Courtesy: MIT Bitcoin Expo 2016 Day 1

## Introduction

In the original bitcoin whitepaper [2], Satoshi recognized the limitations described in Background, and introduced the concept of a Simplified Payment Verification (SPV). This concept allows verification of payments using a lightweight client that does not need to download the entire bitcoin blockchain. It only downloads block headers with the longest proof-of-work chain, which are achieved by obtaining the Merkle branch linking a transaction to a block [3]. The existence of the Merkle root in the chain, along with blocks added after the block containing the Merkle root, provides confirmation of the legitimacy of that chain.

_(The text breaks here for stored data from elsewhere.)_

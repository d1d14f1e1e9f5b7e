//! Tests for the assistant-backed heartbeat runner.

use std::sync::atomic::Ordering;

use hearth::heartbeat::runner::{AssistantTaskRunner, HEARTBEAT_SESSION};
use hearth::heartbeat::{TaskRunner, NO_REPLY_MARKER};

use crate::support::FakeAssistant;

#[tokio::test]
async fn empty_task_list_skips_the_assistant() {
    let assistant = FakeAssistant::new();
    let runner = AssistantTaskRunner::new(assistant.clone());

    let summary = runner.run(&[]).await.expect("run");
    assert_eq!(summary, NO_REPLY_MARKER);
    assert!(assistant.replies().is_empty());
}

#[tokio::test]
async fn tasks_run_in_a_throwaway_session() {
    let assistant = FakeAssistant::new();
    let runner = AssistantTaskRunner::new(assistant.clone());

    let summary = runner
        .run(&["check the weather".to_owned()])
        .await
        .expect("run");

    assert!(summary.starts_with("echo: "));
    let replies = assistant.replies();
    assert_eq!(replies.len(), 1);
    assert_eq!(replies[0].0, HEARTBEAT_SESSION);
    assert!(replies[0].1.contains("- check the weather"));
    assert_eq!(
        assistant.resets.lock().expect("lock").clone(),
        vec![HEARTBEAT_SESSION.to_owned()]
    );
}

#[tokio::test]
async fn assistant_errors_fail_the_heartbeat_and_still_reset() {
    let assistant = FakeAssistant::new();
    assistant.fail.store(true, Ordering::SeqCst);
    let runner = AssistantTaskRunner::new(assistant.clone());

    let err = runner
        .run(&["check the weather".to_owned()])
        .await
        .expect_err("should fail");
    assert!(format!("{err:#}").contains("offline"));
    assert_eq!(assistant.resets.lock().expect("lock").len(), 1);
}
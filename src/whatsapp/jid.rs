//! WhatsApp JID parsing and direct-delivery eligibility.

use std::fmt;
use std::sync::LazyLock;

use regex::Regex;

use crate::channel::ChannelError;

/// Server suffix for regular user accounts.
pub const USER_SERVER: &str = "s.whatsapp.net";

/// Address class, derived from the JID server part.
#[derive(Debug, Clone, Copy, PartialEq, Eq)]
pub enum JidKind {
    /// A person (`s.whatsapp.net`, legacy `c.us`).
    User,
    /// A hidden-number identity (`lid`).
    Lid,
    /// A group chat (`g.us`).
    Group,
    /// A broadcast list or status (`broadcast`).
    Broadcast,
    /// A channel/newsletter (`newsletter`).
    Newsletter,
}

impl JidKind {
    /// Whether one-to-one sends to this class are allowed.
    pub fn is_direct(self) -> bool {
        matches!(self, Self::User | Self::Lid)
    }

    fn from_server(server: &str) -> Option<Self> {
        match server {
            USER_SERVER | "c.us" => Some(Self::User),
            "lid" => Some(Self::Lid),
            "g.us" => Some(Self::Group),
            "broadcast" => Some(Self::Broadcast),
            "newsletter" => Some(Self::Newsletter),
            _ => None,
        }
    }
}

/// A parsed WhatsApp address.
#[derive(Debug, Clone, PartialEq, Eq)]
pub struct Jid {
    user: String,
    server: String,
    kind: JidKind,
}

static PHONE_PATTERN: LazyLock<Option<Regex>> =
    LazyLock::new(|| Regex::new(r"^\+?[0-9]{6,20}$").ok());

// Device suffixes (`:12`) and agent suffixes (`_1`) are allowed.
static USER_PATTERN: LazyLock<Option<Regex>> =
    LazyLock::new(|| Regex::new(r"^[0-9A-Za-z.\-]+(?:_[0-9]+)?(?::[0-9]+)?$").ok());

fn pattern_matches(pattern: &LazyLock<Option<Regex>>, value: &str) -> bool {
    pattern.as_ref().is_some_and(|re| re.is_match(value))
}

impl Jid {
    /// Parse `user@server` or a bare phone number.
    ///
    /// # Errors
    ///
    /// Returns [`ChannelError::InvalidRecipient`] when the address is malformed.
    pub fn parse(raw: &str) -> Result<Self, ChannelError> {
        let trimmed = raw.trim();
        let invalid = |reason: &str| ChannelError::InvalidRecipient {
            recipient: raw.to_owned(),
            reason: reason.to_owned(),
        };

        let Some((user, server)) = trimmed.split_once('@') else {
            if pattern_matches(&PHONE_PATTERN, trimmed) {
                return Ok(Self {
                    user: trimmed.trim_start_matches('+').to_owned(),
                    server: USER_SERVER.to_owned(),
                    kind: JidKind::User,
                });
            }
            return Err(invalid("not a phone number or JID"));
        };

        let kind = JidKind::from_server(server).ok_or_else(|| invalid("unknown JID server"))?;
        if user.is_empty() || !pattern_matches(&USER_PATTERN, user) {
            return Err(invalid("malformed JID user part"));
        }

        Ok(Self {
            user: user.to_owned(),
            server: server.to_owned(),
            kind,
        })
    }

    /// Parse and require a direct-deliverable address.
    ///
    /// # Errors
    ///
    /// Returns [`ChannelError::InvalidRecipient`] for malformed addresses and
    /// for groups, broadcasts and newsletters.
    pub fn parse_direct(raw: &str) -> Result<Self, ChannelError> {
        let jid = Self::parse(raw)?;
        if !jid.kind.is_direct() {
            return Err(ChannelError::InvalidRecipient {
                recipient: raw.to_owned(),
                reason: format!("{:?} targets cannot receive direct messages", jid.kind),
            });
        }
        Ok(jid)
    }

    /// User part without device suffix (the phone number for regular users).
    pub fn user(&self) -> &str {
        let base = self.user.split(':').next().unwrap_or(&self.user);
        base.split('_').next().unwrap_or(base)
    }

    /// Server part.
    pub fn server(&self) -> &str {
        &self.server
    }

    /// Address class.
    pub fn kind(&self) -> JidKind {
        self.kind
    }
}

impl fmt::Display for Jid {
    fn fmt(&self, f: &mut fmt::Formatter<'_>) -> fmt::Result {
        write!(f, "{}@{}", self.user, self.server)
    }
}
//! WhatsApp channel: bridge client, event stream, connection lifecycle,
//! sidecar setup, and the channel adapter.
//!
//! Talks to a baileys-based Docker sidecar (`hearth-whatsapp`) over HTTP on
//! port 3001, with long-polling for real-time events.

pub mod adapter;
pub mod client;
pub mod connection;
pub mod events;
pub mod jid;
pub mod setup;
pub mod transport;

use crate::channel::ChannelError;

/// Errors from the bridge client and sidecar lifecycle.
#[derive(Debug, thiserror::Error)]
pub enum WhatsAppError {
    /// HTTP request to the sidecar failed.
    #[error("HTTP request failed: {0}")]
    Http(#[from] reqwest::Error),

    /// The sidecar container is not running or not reachable.
    #[error("sidecar not running")]
    SidecarNotRunning,

    /// The bridge answered a request with a non-success status.
    #[error("bridge rejected request ({status}): {body}")]
    Rejected {
        /// HTTP status code.
        status: u16,
        /// Response body, for diagnostics.
        body: String,
    },

    /// Container setup or lifecycle operation failed.
    #[error("setup failed: {0}")]
    SetupFailed(String),
}

impl WhatsAppError {
    /// Classify for the channel layer. `recipient` is the address the failed
    /// request targeted.
    pub fn into_channel_error(self, recipient: &str) -> ChannelError {
        match self {
            Self::Rejected { status, body } => match status {
                400 | 404 | 422 => ChannelError::InvalidRecipient {
                    recipient: recipient.to_owned(),
                    reason: body,
                },
                401 => ChannelError::SessionTerminated,
                409 | 503 => ChannelError::NotConnected,
                _ => ChannelError::Transport(format!("bridge returned {status}: {body}")),
            },
            other => ChannelError::Transport(other.to_string()),
        }
    }
}
//! Assistant over an OpenAI-compatible `/v1/chat/completions` API.
//!
//! Keeps a bounded per-user history in memory. Recent `/remember` notes are
//! appended to the system prompt on every turn.

use std::collections::{HashMap, VecDeque};
use std::sync::{Arc, Mutex};
use std::time::Duration;

use async_trait::async_trait;
use serde::{Deserialize, Serialize};
use tracing::{debug, warn};

use super::{check_http_response, Assistant, AssistantError, ChatTurn, Role};
use crate::config::AssistantConfig;
use crate::store::NoteRepository;

/// Completions path appended to the configured base URL.
const COMPLETIONS_PATH: &str = "/v1/chat/completions";

/// Notes injected into the system prompt.
const NOTES_IN_PROMPT: usize = 10;

/// Request timeout for completions.
const REQUEST_TIMEOUT_SECS: u64 = 120;

const DEFAULT_SYSTEM_PROMPT: &str = "You are a concise personal assistant \
reachable over WhatsApp. Answer in plain text suitable for a chat message.";

// ---------------------------------------------------------------------------
// Wire types (pub for integration testing)
// ---------------------------------------------------------------------------

/// Chat completions request body.
#[doc(hidden)]
#[derive(Debug, Serialize)]
pub struct ChatRequest {
    /// Model identifier.
    pub model: String,
    /// Conversation messages.
    pub messages: Vec<ChatMessage>,
}

/// A message in chat-completions format.
#[doc(hidden)]
#[derive(Debug, Serialize)]
pub struct ChatMessage {
    /// `system`, `user`, or `assistant`.
    pub role: &'static str,
    /// Text content.
    pub content: String,
}

/// Chat completions response body.
#[doc(hidden)]
#[derive(Debug, Deserialize)]
pub struct ChatResponse {
    /// Response choices.
    pub choices: Vec<ChatChoice>,
}

/// A response choice.
#[doc(hidden)]
#[derive(Debug, Deserialize)]
pub struct ChatChoice {
    /// The assistant message.
    pub message: ChatResponseMessage,
}

/// Assistant message in a response.
#[doc(hidden)]
#[derive(Debug, Deserialize)]
pub struct ChatResponseMessage {
    /// Text content; absent for tool-only replies.
    pub content: Option<String>,
}

fn role_name(role: Role) -> &'static str {
    match role {
        Role::System => "system",
        Role::User => "user",
        Role::Assistant => "assistant",
    }
}

/// Build a request from a system prompt, prior turns, and the new user text.
#[doc(hidden)]
pub fn build_request(model: &str, system: &str, history: &[ChatTurn], text: &str) -> ChatRequest {
    let mut messages = Vec::with_capacity(history.len().saturating_add(2));
    messages.push(ChatMessage {
        role: role_name(Role::System),
        content: system.to_owned(),
    });
    messages.extend(history.iter().map(|turn| ChatMessage {
        role: role_name(turn.role),
        content: turn.content.clone(),
    }));
    messages.push(ChatMessage {
        role: role_name(Role::User),
        content: text.to_owned(),
    });
    ChatRequest {
        model: model.to_owned(),
        messages,
    }
}

/// Extract the reply text from a response body.
///
/// # Errors
///
/// Returns [`AssistantError::Parse`] when the body is not a completions
/// response or the first choice has no text.
#[doc(hidden)]
pub fn parse_response(body: &str) -> Result<String, AssistantError> {
    let resp: ChatResponse =
        serde_json::from_str(body).map_err(|e| AssistantError::Parse(e.to_string()))?;
    resp.choices
        .into_iter()
        .next()
        .and_then(|choice| choice.message.content)
        .map(|text| text.trim().to_owned())
        .filter(|text| !text.is_empty())
        .ok_or_else(|| AssistantError::Parse("missing choices[0].message.content".to_owned()))
}

/// Render the system prompt with the user's notes appended.
#[doc(hidden)]
pub fn system_prompt_with_notes(base: &str, notes: &[String]) -> String {
    if notes.is_empty() {
        return base.to_owned();
    }
    let mut prompt = format!("{base}\n\nThings the user asked you to remember:");
    for note in notes {
        prompt.push_str("\n- ");
        prompt.push_str(note);
    }
    prompt
}

/// Append one exchange, dropping the oldest turns beyond `max_turns`.
fn push_exchange(history: &mut VecDeque<ChatTurn>, user: &str, reply: &str, max_turns: usize) {
    history.push_back(ChatTurn::user(user));
    history.push_back(ChatTurn::assistant(reply));
    while history.len() > max_turns {
        history.pop_front();
    }
}

/// OpenAI-compatible chat assistant.
pub struct ChatAssistant {
    client: reqwest::Client,
    endpoint: String,
    model: String,
    api_key: Option<String>,
    system_prompt: String,
    max_history: usize,
    notes: Arc<dyn NoteRepository>,
    sessions: Mutex<HashMap<String, VecDeque<ChatTurn>>>,
}

impl std::fmt::Debug for ChatAssistant {
    fn fmt(&self, f: &mut std::fmt::Formatter<'_>) -> std::fmt::Result {
        f.debug_struct("ChatAssistant")
            .field("endpoint", &self.endpoint)
            .field("model", &self.model)
            .field("api_key", &self.api_key.as_ref().map(|_| "__REDACTED__"))
            .finish_non_exhaustive()
    }
}

impl ChatAssistant {
    /// Create an assistant from config. The API key is read from the env var
    /// named by `api_key_env` through `env`.
    pub fn from_config(
        config: &AssistantConfig,
        notes: Arc<dyn NoteRepository>,
        env: impl Fn(&str) -> Option<String>,
    ) -> Self {
        let client = reqwest::Client::builder()
            .timeout(Duration::from_secs(REQUEST_TIMEOUT_SECS))
            .build()
            .unwrap_or_else(|e| {
                warn!(error = %e, "failed to build HTTP client with timeouts, using default");
                reqwest::Client::default()
            });
        let api_key = env(&config.api_key_env).filter(|k| !k.is_empty());
        if api_key.is_none() {
            warn!(var = %config.api_key_env, "no assistant API key set; requests are unauthenticated");
        }
        Self {
            client,
            endpoint: format!("{}{COMPLETIONS_PATH}", config.base_url.trim_end_matches('/')),
            model: config.model.clone(),
            api_key,
            system_prompt: config
                .system_prompt
                .clone()
                .unwrap_or_else(|| DEFAULT_SYSTEM_PROMPT.to_owned()),
            max_history: config.max_history,
            notes,
            sessions: Mutex::new(HashMap::new()),
        }
    }

    fn history(&self, user_id: &str) -> Vec<ChatTurn> {
        self.sessions
            .lock()
            .unwrap_or_else(|e| e.into_inner())
            .get(user_id)
            .map(|turns| turns.iter().cloned().collect())
            .unwrap_or_default()
    }

    async fn recent_notes(&self, user_id: &str) -> Vec<String> {
        match self.notes.recent_notes(user_id, NOTES_IN_PROMPT).await {
            Ok(notes) => notes.into_iter().rev().map(|n| n.content).collect(),
            Err(e) => {
                warn!(error = %e, "failed to load notes for prompt");
                Vec::new()
            }
        }
    }

    async fn complete(&self, request: &ChatRequest) -> Result<String, AssistantError> {
        let mut builder = self
            .client
            .post(&self.endpoint)
            .header("content-type", "application/json")
            .json(request);
        if let Some(ref key) = self.api_key {
            builder = builder.header("authorization", format!("Bearer {key}"));
        }
        let response = builder.send().await?;
        let payload = check_http_response(response).await?;
        parse_response(&payload)
    }
}

#[async_trait]
impl Assistant for ChatAssistant {
    async fn reply(&self, user_id: &str, text: &str) -> Result<String, AssistantError> {
        let notes = self.recent_notes(user_id).await;
        let system = system_prompt_with_notes(&self.system_prompt, &notes);
        let request = build_request(&self.model, &system, &self.history(user_id), text);

        let reply = self.complete(&request).await?;
        debug!(user_id, reply_len = reply.len(), "assistant replied");

        let mut sessions = self.sessions.lock().unwrap_or_else(|e| e.into_inner());
        let history = sessions.entry(user_id.to_owned()).or_default();
        push_exchange(history, text, &reply, self.max_history);
        Ok(reply)
    }

    async fn reset_session(&self, user_id: &str) {
        self.sessions
            .lock()
            .unwrap_or_else(|e| e.into_inner())
            .remove(user_id);
        debug!(user_id, "assistant session reset");
    }

    async fn remember(&self, user_id: &str, note: &str) -> Result<(), AssistantError> {
        let id = self.notes.save_note(user_id, note).await?;
        debug!(user_id, note_id = id, "note saved");
        Ok(())
    }
}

Courtesy: Bitcoin: A Peer-to-Peer Electronic Cash System

In this system, the full nodes would need to provide an alert (known as a fraud proof) to SPV clients when an invalid block is detected. The SPV clients would then be prompted to download the full block and alerted transactions to confirm the inconsistency [2]. An invalid block need not be of malicious intent, but could be as a result of other accounting errors (whether by accident or by malicious intent).

## Full Node vs SPV Client

A full bitcoin node contains the following details:

• every block;
• every transaction that has ever been sent;
• all the unspent transaction outputs (UTXOs) [4].

An SPV client, however, contains:

• a block header with transaction data relative to the client, including other transactions required to compute the Merkle root; or
• just a block header with no transactions.

## What are Fraud Proofs?

Fraud proofs are a way to improve the security of SPV clients [5] by providing a mechanism for full nodes to prove that a chain is invalid, irrespective of the amount of proof of work it has [5]. Fraud proofs could also help with the bitcoin scaling debate, as SPV clients are easier to run and could thus help with bitcoin scalability issues. ([6],[18])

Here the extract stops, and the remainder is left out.